[Collected data]
use std::collections::{BTreeMap, BTreeSet};
use std::f64::consts::PI;
use std::sync::Arc;

use crate::dynamics::state::State;
use crate::error::SimulationError;
use crate::math::pow2;
use crate::vehicle::{MotorMount, Rocket, Stage};

use super::conditions::Conditions;
use super::event::{EventQueue, EventSource, FlightEvent, FlightEventKind, TIME_TOLERANCE};
use super::flight_data::{FlightDataBranch, TerminationReason};
use super::warning::{Warning, WarningSet};

// ---------------------------------------------------------------------------
// Flight configuration: which stages are still attached, what burns, what is deployed
// ---------------------------------------------------------------------------

#[derive(Debug, Clone, Copy, PartialEq, Eq, PartialOrd, Ord, Hash)]
pub struct DeviceRef {
    pub stage: usize,
    pub index: usize,
}

/// Rocket snapshot plus the mutable configuration of one flight branch.
///
/// Stage offsets are measured from the nose tip of the attached stack,
/// so the highest attached stage sits at offset zero.
#[derive(Debug, Clone)]
pub struct FlightConfiguration {
    rocket: Arc<Rocket>,
    motor_configuration: String,
    mounts: BTreeMap<usize, MotorMount>,
    active: BTreeSet<usize>,
    ignitions: BTreeMap<usize, f64>,
    deployed: BTreeSet<DeviceRef>,
}

impl FlightConfiguration {
    pub fn new(rocket: Arc<Rocket>, motor_configuration: &str) -> Result<Self, SimulationError> {
        let mounts = rocket
            .motor_configuration(motor_configuration)
            .ok_or_else(|| SimulationError::MissingMotorConfiguration(motor_configuration.to_string()))?
            .mounts
            .clone();
        let active = (0..rocket.stage_count()).collect();
        Ok(Self {
            rocket,
            motor_configuration: motor_configuration.to_string(),
            mounts,
            active,
            ignitions: BTreeMap::new(),
            deployed: BTreeSet::new(),
        })
    }

    pub fn rocket(&self) -> &Rocket {
        &self.rocket
    }

    pub fn motor_configuration_id(&self) -> &str {
        &self.motor_configuration
    }

    /// Attached stages, bottom first.
    pub fn active_stages(&self) -> impl DoubleEndedIterator<Item = (usize, &Stage)> + '_ {
        self.active
            .iter()
            .filter_map(move |&i| self.rocket.stage(i).map(|s| (i, s)))
    }

    pub fn is_active(&self, stage: usize) -> bool {
        self.active.contains(&stage)
    }

    /// Lowest attached stage, the next one to burn and separate.
    pub fn bottom_stage(&self) -> Option<usize> {
        self.active.iter().next().copied()
    }

    pub fn active_count(&self) -> usize {
        self.active.len()
    }

    /// Distance from the nose tip to the fore end of `stage`.
    pub fn stage_offset(&self, stage: usize) -> f64 {
        self.active_stages()
            .filter(|&(i, _)| i > stage)
            .map(|(_, s)| s.length())
            .sum()
    }

    pub fn total_length(&self) -> f64 {
        self.active_stages().map(|(_, s)| s.length()).sum()
    }

    pub fn reference_length(&self) -> f64 {
        self.active_stages()
            .map(|(_, s)| s.max_diameter())
            .fold(0.0, f64::max)
    }

    pub fn reference_area(&self) -> f64 {
        PI * pow2(self.reference_length() / 2.0)
    }

    pub fn mount(&self, stage: usize) -> Option<&MotorMount> {
        self.mounts.get(&stage)
    }

    pub fn ignition_time(&self, stage: usize) -> Option<f64> {
        self.ignitions.get(&stage).copied()
    }

    pub fn ignite(&mut self, stage: usize, time: f64) {
        self.ignitions.entry(stage).or_insert(time);
    }

    /// Time since ignition of the motor in `stage`, if it has been lit.
    pub fn burn_elapsed(&self, stage: usize, time: f64) -> Option<f64> {
        self.ignition_time(stage).map(|t0| time - t0)
    }

    /// Total thrust of the attached, ignited motors.
    pub fn thrust(&self, time: f64) -> f64 {
        self.active
            .iter()
            .filter_map(|&i| Some(self.mount(i)?.motor.thrust_at(self.burn_elapsed(i, time)?)))
            .sum()
    }

    pub fn is_burning(&self, time: f64) -> bool {
        self.active.iter().any(|&i| match (self.mount(i), self.burn_elapsed(i, time)) {
            (Some(m), Some(dt)) => dt >= 0.0 && dt < m.motor.burn_time() - TIME_TOLERANCE,
            _ => false,
        })
    }

    pub fn deploy(&mut self, device: DeviceRef) -> bool {
        self.deployed.insert(device)
    }

    pub fn is_deployed(&self, device: DeviceRef) -> bool {
        self.deployed.contains(&device)
    }

    pub fn has_recovery(&self) -> bool {
        self.active_stages().any(|(_, s)| s.has_recovery())
    }

    /// Sum of Cd·A over deployed devices on attached stages, m².
    pub fn recovery_drag_area(&self) -> f64 {
        self.deployed
            .iter()
            .filter(|d| self.is_active(d.stage))
            .filter_map(|d| self.rocket.stage(d.stage)?.recovery.get(d.index))
            .map(|r| r.drag_area())
            .sum()
    }

    /// Detach `stage` and return the configuration the detached part flies on with.
    pub fn separate(&mut self, stage: usize) -> FlightConfiguration {
        self.active.remove(&stage);
        let mut detached = self.clone();
        detached.active = BTreeSet::from([stage]);
        detached
    }
}

// ---------------------------------------------------------------------------
// Per-branch run status, the view listeners get of a run
// ---------------------------------------------------------------------------

#[derive(Debug, Clone, Copy, PartialEq, Eq)]
pub enum RunPhase {
    NotStarted,
    Running,
    Terminated,
}

#[derive(Debug, Clone, Default, PartialEq, Eq)]
pub struct FlightFlags {
    pub launched: bool,
    pub liftoff: bool,
    pub rod_cleared: bool,
    pub apogee_reached: bool,
}

impl FlightFlags {
    /// Whether the one-shot event `kind` has already happened on this branch.
    pub fn is_set(&self, kind: FlightEventKind) -> bool {
        match kind {
            FlightEventKind::Launch => self.launched,
            FlightEventKind::Liftoff => self.liftoff,
            FlightEventKind::LaunchRodCleared => self.rod_cleared,
            FlightEventKind::Apogee => self.apogee_reached,
            _ => false,
        }
    }
}

/// Everything one branch of a run owns while it is in progress.
#[derive(Debug)]
pub struct SimulationStatus {
    pub(crate) state: State,
    pub(crate) configuration: FlightConfiguration,
    pub(crate) conditions: Arc<Conditions>,
    pub(crate) flags: FlightFlags,
    pub(crate) queue: EventQueue,
    pub(crate) warnings: WarningSet,
    pub(crate) branch: FlightDataBranch,
    pub(crate) phase: RunPhase,
    pub(crate) termination: Option<TerminationReason>,
    pub(crate) last_error_estimate: f64,
}

impl SimulationStatus {
    pub(crate) fn new(
        state: State,
        configuration: FlightConfiguration,
        conditions: Arc<Conditions>,
        branch_name: impl Into<String>,
    ) -> Self {
        Self {
            state,
            configuration,
            conditions,
            flags: FlightFlags::default(),
            queue: EventQueue::new(),
            warnings: WarningSet::new(),
            branch: FlightDataBranch::new(branch_name),
            phase: RunPhase::NotStarted,
            termination: None,
            last_error_estimate: 0.0,
        }
    }

    pub fn time(&self) -> f64 {
        self.state.time
    }

    pub fn state(&self) -> &State {
        &self.state
    }

    /// Listeners editing the state should return `HookResult::Modified`.
    pub fn state_mut(&mut self) -> &mut State {
        &mut self.state
    }

    pub fn configuration(&self) -> &FlightConfiguration {
        &self.configuration
    }

    pub fn conditions(&self) -> &Conditions {
        &self.conditions
    }

    pub fn flags(&self) -> &FlightFlags {
        &self.flags
    }

    pub fn warnings(&self) -> &WarningSet {
        &self.warnings
    }

    pub fn add_warning(&mut self, warning: Warning) -> bool {
        self.warnings.add(warning)
    }

    pub fn branch(&self) -> &FlightDataBranch {
        &self.branch
    }

    pub fn phase(&self) -> RunPhase {
        self.phase
    }

    pub fn termination(&self) -> Option<&TerminationReason> {
        self.termination.as_ref()
    }

    pub fn last_error_estimate(&self) -> f64 {
        self.last_error_estimate
    }

    /// Queue an event. Events dated in the past are dispatched at the next check,
    /// stamped with the time they are dispatched at.
    pub fn add_event(&mut self, kind: FlightEventKind, time: f64, source: Option<EventSource>) {
        self.queue.push(FlightEvent::new(kind, time, source));
    }

    pub fn pending_events(&self) -> &EventQueue {
        &self.queue
    }

    /// Cooperative termination; the run stops before the next step.
    pub fn request_termination(&mut self) {
        self.terminate(TerminationReason::Requested);
    }

    pub(crate) fn terminate(&mut self, reason: TerminationReason) {
        if self.termination.is_none() {
            self.termination = Some(reason);
        }
    }

    pub(crate) fn is_terminating(&self) -> bool {
        self.termination.is_some()
    }
}
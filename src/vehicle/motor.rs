use std::collections::BTreeMap;

// ---------------------------------------------------------------------------
// Motor with a tabulated thrust curve
// ---------------------------------------------------------------------------

#[derive(Debug, Clone, PartialEq)]
pub struct Motor {
    pub designation: String,
    pub diameter: f64, // m
    pub length: f64,   // m
    /// `(time, thrust)` points, s and N, strictly increasing in time.
    pub thrust_curve: Vec<(f64, f64)>,
    pub propellant_mass: f64, // kg
    pub casing_mass: f64,     // kg
    /// Ejection charge fires this long after burnout.
    pub ejection_delay: Option<f64>,
}

impl Motor {
    /// Time from ignition to the last thrust point.
    pub fn burn_time(&self) -> f64 {
        self.thrust_curve.last().map(|&(t, _)| t).unwrap_or(0.0)
    }

    /// Thrust at `t` seconds after ignition, linearly interpolated; zero outside the curve.
    pub fn thrust_at(&self, t: f64) -> f64 {
        if t < 0.0 {
            return 0.0;
        }
        let mut prev = (0.0, 0.0);
        for &(tp, f) in &self.thrust_curve {
            if t <= tp {
                let span = tp - prev.0;
                if span <= 0.0 {
                    return f;
                }
                return prev.1 + (f - prev.1) * (t - prev.0) / span;
            }
            prev = (tp, f);
        }
        0.0
    }

    /// Impulse delivered from ignition up to `t`, N·s.
    pub fn impulse_until(&self, t: f64) -> f64 {
        if t <= 0.0 {
            return 0.0;
        }
        let mut total = 0.0;
        let mut prev = (0.0, 0.0);
        for &(tp, f) in &self.thrust_curve {
            if t <= tp {
                let f_t = self.thrust_at(t);
                return total + 0.5 * (prev.1 + f_t) * (t - prev.0);
            }
            total += 0.5 * (prev.1 + f) * (tp - prev.0);
            prev = (tp, f);
        }
        total
    }

    pub fn total_impulse(&self) -> f64 {
        self.impulse_until(self.burn_time())
    }

    pub fn average_thrust(&self) -> f64 {
        let bt = self.burn_time();
        if bt > 0.0 {
            self.total_impulse() / bt
        } else {
            0.0
        }
    }

    /// Propellant left `t` seconds after ignition.
    ///
    /// Burned propellant follows the delivered impulse. Never negative and
    /// exactly zero from burn time on.
    pub fn propellant_at(&self, t: f64) -> f64 {
        if t <= 0.0 {
            return self.propellant_mass;
        }
        if t >= self.burn_time() {
            return 0.0;
        }
        let total = self.total_impulse();
        if total <= 0.0 {
            return self.propellant_mass;
        }
        let burned = self.impulse_until(t) / total;
        (self.propellant_mass * (1.0 - burned)).clamp(0.0, self.propellant_mass)
    }

    pub fn validate(&self) -> Result<(), String> {
        if self.thrust_curve.is_empty() {
            return Err(format!("motor {} has an empty thrust curve", self.designation));
        }
        let mut last = 0.0;
        for &(t, f) in &self.thrust_curve {
            if !(t.is_finite() && f.is_finite()) || f < 0.0 || t < last {
                return Err(format!("motor {} has an invalid thrust curve", self.designation));
            }
            last = t;
        }
        if self.propellant_mass < 0.0 || self.casing_mass < 0.0 {
            return Err(format!("motor {} has negative mass", self.designation));
        }
        if self.length <= 0.0 || self.diameter <= 0.0 {
            return Err(format!("motor {} has invalid dimensions", self.designation));
        }
        Ok(())
    }
}

// ---------------------------------------------------------------------------
// Motor configuration: which motor sits in which stage
// ---------------------------------------------------------------------------

#[derive(Debug, Clone, PartialEq)]
pub struct MotorMount {
    pub motor: Motor,
    /// Delay after the stage's ignition trigger (launch for the bottom stage,
    /// separation of the stage below otherwise).
    pub ignition_delay: f64,
}

#[derive(Debug, Clone, Default, PartialEq)]
pub struct MotorConfiguration {
    pub name: Option<String>,
    pub mounts: BTreeMap<usize, MotorMount>,
}

impl MotorConfiguration {
    pub fn new() -> Self {
        Self::default()
    }

    pub fn with_motor(mut self, stage: usize, motor: Motor, ignition_delay: f64) -> Self {
        self.mounts.insert(stage, MotorMount { motor, ignition_delay });
        self
    }

    pub fn named(mut self, name: impl Into<String>) -> Self {
        self.name = Some(name.into());
        self
    }
}
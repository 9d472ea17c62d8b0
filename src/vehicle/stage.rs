use crate::math::pow2;

use super::component::{BodyComponent, FinSet, NoseShape, RecoveryDevice};

// ---------------------------------------------------------------------------
// Stage separation
// ---------------------------------------------------------------------------

#[derive(Debug, Clone, Copy, PartialEq, Eq)]
pub enum SeparationEvent {
    Launch,
    Burnout,
    Ejection,
    Never,
}

#[derive(Debug, Clone, Copy, PartialEq)]
pub struct SeparationTrigger {
    pub event: SeparationEvent,
    pub delay: f64, // s
}

impl SeparationTrigger {
    pub fn at_burnout(delay: f64) -> Self {
        Self { event: SeparationEvent::Burnout, delay }
    }

    pub fn never() -> Self {
        Self { event: SeparationEvent::Never, delay: 0.0 }
    }
}

// ---------------------------------------------------------------------------
// Stage definition (one separable section of the rocket)
// ---------------------------------------------------------------------------

#[derive(Debug, Clone, PartialEq)]
pub struct Stage {
    pub name: String,
    pub body: Vec<BodyComponent>,       // fore to aft
    pub fins: Vec<FinSet>,
    pub recovery: Vec<RecoveryDevice>,
    pub dry_mass: f64,                  // kg, without motor
    pub dry_cg: f64,                    // m, from the stage fore end
    pub longitudinal_inertia: f64,      // kg·m^2 about the dry CG
    pub rotational_inertia: f64,        // kg·m^2 about the axis
    pub separation: SeparationTrigger,
}

impl Stage {
    pub fn length(&self) -> f64 {
        self.body.iter().map(BodyComponent::length).sum()
    }

    pub fn max_diameter(&self) -> f64 {
        self.body
            .iter()
            .map(BodyComponent::max_diameter)
            .fold(0.0, f64::max)
    }

    pub fn aft_diameter(&self) -> f64 {
        self.body.last().map(BodyComponent::aft_diameter).unwrap_or(0.0)
    }

    /// Body radius at `x` metres from the stage fore end.
    pub fn radius_at(&self, x: f64) -> f64 {
        let mut start = 0.0;
        for c in &self.body {
            let end = start + c.length();
            if x <= end {
                let frac = if c.length() > 0.0 { (x - start) / c.length() } else { 1.0 };
                let frac = frac.clamp(0.0, 1.0);
                return 0.5 * (c.fore_diameter() + (c.aft_diameter() - c.fore_diameter()) * frac);
            }
            start = end;
        }
        self.aft_diameter() / 2.0
    }

    pub fn has_recovery(&self) -> bool {
        !self.recovery.is_empty()
    }

    pub fn validate(&self) -> Result<(), String> {
        if self.body.is_empty() {
            return Err(format!("stage {} has no body components", self.name));
        }
        if self.body.iter().any(|c| !(c.length() > 0.0) || c.max_diameter() < 0.0) {
            return Err(format!("stage {} has a degenerate body component", self.name));
        }
        if !(self.dry_mass > 0.0) {
            return Err(format!("stage {} must have positive dry mass", self.name));
        }
        if self.fins.iter().any(|f| f.count == 0 || f.span < 0.0 || f.root_chord <= 0.0) {
            return Err(format!("stage {} has an invalid fin set", self.name));
        }
        Ok(())
    }
}

// ---------------------------------------------------------------------------
// Stage builder
// ---------------------------------------------------------------------------

pub struct StageBuilder {
    name: String,
    body: Vec<BodyComponent>,
    fins: Vec<FinSet>,
    recovery: Vec<RecoveryDevice>,
    dry_mass: f64,
    dry_cg: Option<f64>,
    inertia: Option<(f64, f64)>,
    separation: SeparationTrigger,
}

impl StageBuilder {
    pub fn new(name: impl Into<String>) -> Self {
        Self {
            name: name.into(),
            body: vec![],
            fins: vec![],
            recovery: vec![],
            dry_mass: 0.5,
            dry_cg: None,
            inertia: None,
            separation: SeparationTrigger::never(),
        }
    }

    pub fn nose(mut self, length: f64, diameter: f64, shape: NoseShape) -> Self {
        self.body.push(BodyComponent::NoseCone { length, diameter, shape });
        self
    }

    pub fn tube(mut self, length: f64, diameter: f64) -> Self {
        self.body.push(BodyComponent::BodyTube { length, diameter });
        self
    }

    pub fn transition(mut self, length: f64, fore_diameter: f64, aft_diameter: f64) -> Self {
        self.body.push(BodyComponent::Transition { length, fore_diameter, aft_diameter });
        self
    }

    pub fn fins(mut self, fins: FinSet) -> Self { self.fins.push(fins); self }
    pub fn recovery(mut self, device: RecoveryDevice) -> Self { self.recovery.push(device); self }
    pub fn dry_mass(mut self, v: f64) -> Self { self.dry_mass = v; self }
    pub fn dry_cg(mut self, v: f64) -> Self { self.dry_cg = Some(v); self }
    pub fn inertia(mut self, longitudinal: f64, rotational: f64) -> Self { self.inertia = Some((longitudinal, rotational)); self }
    pub fn separation(mut self, v: SeparationTrigger) -> Self { self.separation = v; self }

    /// CG defaults to mid-length, inertia to a slender cylinder of the stage's size.
    pub fn build(self) -> Stage {
        let length: f64 = self.body.iter().map(BodyComponent::length).sum();
        let radius = self
            .body
            .iter()
            .map(BodyComponent::max_diameter)
            .fold(0.0, f64::max)
            / 2.0;
        let (longitudinal_inertia, rotational_inertia) = self.inertia.unwrap_or((
            self.dry_mass * (3.0 * pow2(radius) + pow2(length)) / 12.0,
            self.dry_mass * pow2(radius) / 2.0,
        ));
        Stage {
            name: self.name,
            body: self.body,
            fins: self.fins,
            recovery: self.recovery,
            dry_mass: self.dry_mass,
            dry_cg: self.dry_cg.unwrap_or(length / 2.0),
            longitudinal_inertia,
            rotational_inertia,
            separation: self.separation,
        }
    }
}
use nalgebra::{Quaternion, UnitQuaternion, Vector3};

// ---------------------------------------------------------------------------
// Kinematic state: position, velocity, attitude, angular rate
// ---------------------------------------------------------------------------

/// Rigid-body state in the inertial East-North-Up frame, origin at the rod base.
#[derive(Debug, Clone, PartialEq)]
pub struct State {
    pub time: f64,                 // s since launch
    pub pos: Vector3<f64>,         // m
    pub vel: Vector3<f64>,         // m/s
    pub quat: UnitQuaternion<f64>, // body→inertial rotation, body +Z is the nose
    pub omega: Vector3<f64>,       // rad/s, inertial frame
}

impl State {
    /// At rest on the pad, nose pointing along `orientation`.
    pub fn at_rest(orientation: UnitQuaternion<f64>) -> Self {
        Self {
            time: 0.0,
            pos: Vector3::zeros(),
            vel: Vector3::zeros(),
            quat: orientation,
            omega: Vector3::zeros(),
        }
    }

    /// Advance by a derivative scaled by dt (Euler substep, also used inside RK4).
    pub fn apply(&self, d: &Deriv, dt: f64) -> State {
        let q_raw = self.quat.quaternion() + d.dquat * dt;
        State {
            time: self.time + dt,
            pos: self.pos + d.dpos * dt,
            vel: self.vel + d.dvel * dt,
            quat: UnitQuaternion::new_normalize(q_raw),
            omega: self.omega + d.domega * dt,
        }
    }

    /// Height above the launch site, m.
    pub fn altitude(&self) -> f64 {
        self.pos.z
    }

    pub fn vertical_speed(&self) -> f64 {
        self.vel.z
    }

    /// Body Z-axis (nose direction) in the inertial frame.
    pub fn body_axis(&self) -> Vector3<f64> {
        self.quat * Vector3::z()
    }

    pub fn is_finite(&self) -> bool {
        let q = self.quat.quaternion();
        self.time.is_finite()
            && self.pos.iter().all(|v| v.is_finite())
            && self.vel.iter().all(|v| v.is_finite())
            && self.omega.iter().all(|v| v.is_finite())
            && [q.w, q.i, q.j, q.k].iter().all(|v| v.is_finite())
    }
}

// ---------------------------------------------------------------------------
// State derivative
// ---------------------------------------------------------------------------

#[derive(Debug, Clone, PartialEq)]
pub struct Deriv {
    pub dpos: Vector3<f64>,
    pub dvel: Vector3<f64>,
    pub dquat: Quaternion<f64>, // raw quaternion rate, not unit
    pub domega: Vector3<f64>,   // inertial frame
}

impl Deriv {
    pub fn zero() -> Self {
        Self {
            dpos: Vector3::zeros(),
            dvel: Vector3::zeros(),
            dquat: Quaternion::new(0.0, 0.0, 0.0, 0.0),
            domega: Vector3::zeros(),
        }
    }

    /// Classical RK4 blend: (k1 + 2·k2 + 2·k3 + k4) / 6.
    pub fn rk4_blend(k1: &Deriv, k2: &Deriv, k3: &Deriv, k4: &Deriv) -> Deriv {
        Deriv {
            dpos: (k1.dpos + 2.0 * k2.dpos + 2.0 * k3.dpos + k4.dpos) / 6.0,
            dvel: (k1.dvel + 2.0 * k2.dvel + 2.0 * k3.dvel + k4.dvel) / 6.0,
            dquat: (k1.dquat + k2.dquat * 2.0 + k3.dquat * 2.0 + k4.dquat) * (1.0 / 6.0),
            domega: (k1.domega + 2.0 * k2.domega + 2.0 * k3.domega + k4.domega) / 6.0,
        }
    }
}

- _Problem description_
Exactly the lines from the start of the entries through the one bearing "pub fn new(rocket: Arc<Rocket>, motor_configuration: &str)" are to be output, with both ends included.

- _Solved exercise_
use std::collections::{BTreeMap, BTreeSet};
use std::f64::consts::PI;
use std::sync::Arc;

use crate::dynamics::state::State;
use crate::error::SimulationError;
use crate::math::pow2;
use crate::vehicle::{MotorMount, Rocket, Stage};

use super::conditions::Conditions;
use super::event::{EventQueue, EventSource, FlightEvent, FlightEventKind, TIME_TOLERANCE};
use super::flight_data::{FlightDataBranch, TerminationReason};
use super::warning::{Warning, WarningSet};

// ---------------------------------------------------------------------------
// Flight configuration: which stages are still attached, what burns, what is deployed
// ---------------------------------------------------------------------------

#[derive(Debug, Clone, Copy, PartialEq, Eq, PartialOrd, Ord, Hash)]
pub struct DeviceRef {
    pub stage: usize,
    pub index: usize,
}

/// Rocket snapshot plus the mutable configuration of one flight branch.
///
/// Stage offsets are measured from the nose tip of the attached stack,
/// so the highest attached stage sits at offset zero.
#[derive(Debug, Clone)]
pub struct FlightConfiguration {
    rocket: Arc<Rocket>,
    motor_configuration: String,
    mounts: BTreeMap<usize, MotorMount>,
    active: BTreeSet<usize>,
    ignitions: BTreeMap<usize, f64>,
    deployed: BTreeSet<DeviceRef>,
}

impl FlightConfiguration {
    pub fn new(rocket: Arc<Rocket>, motor_configuration: &str) -> Result<Self, SimulationError> {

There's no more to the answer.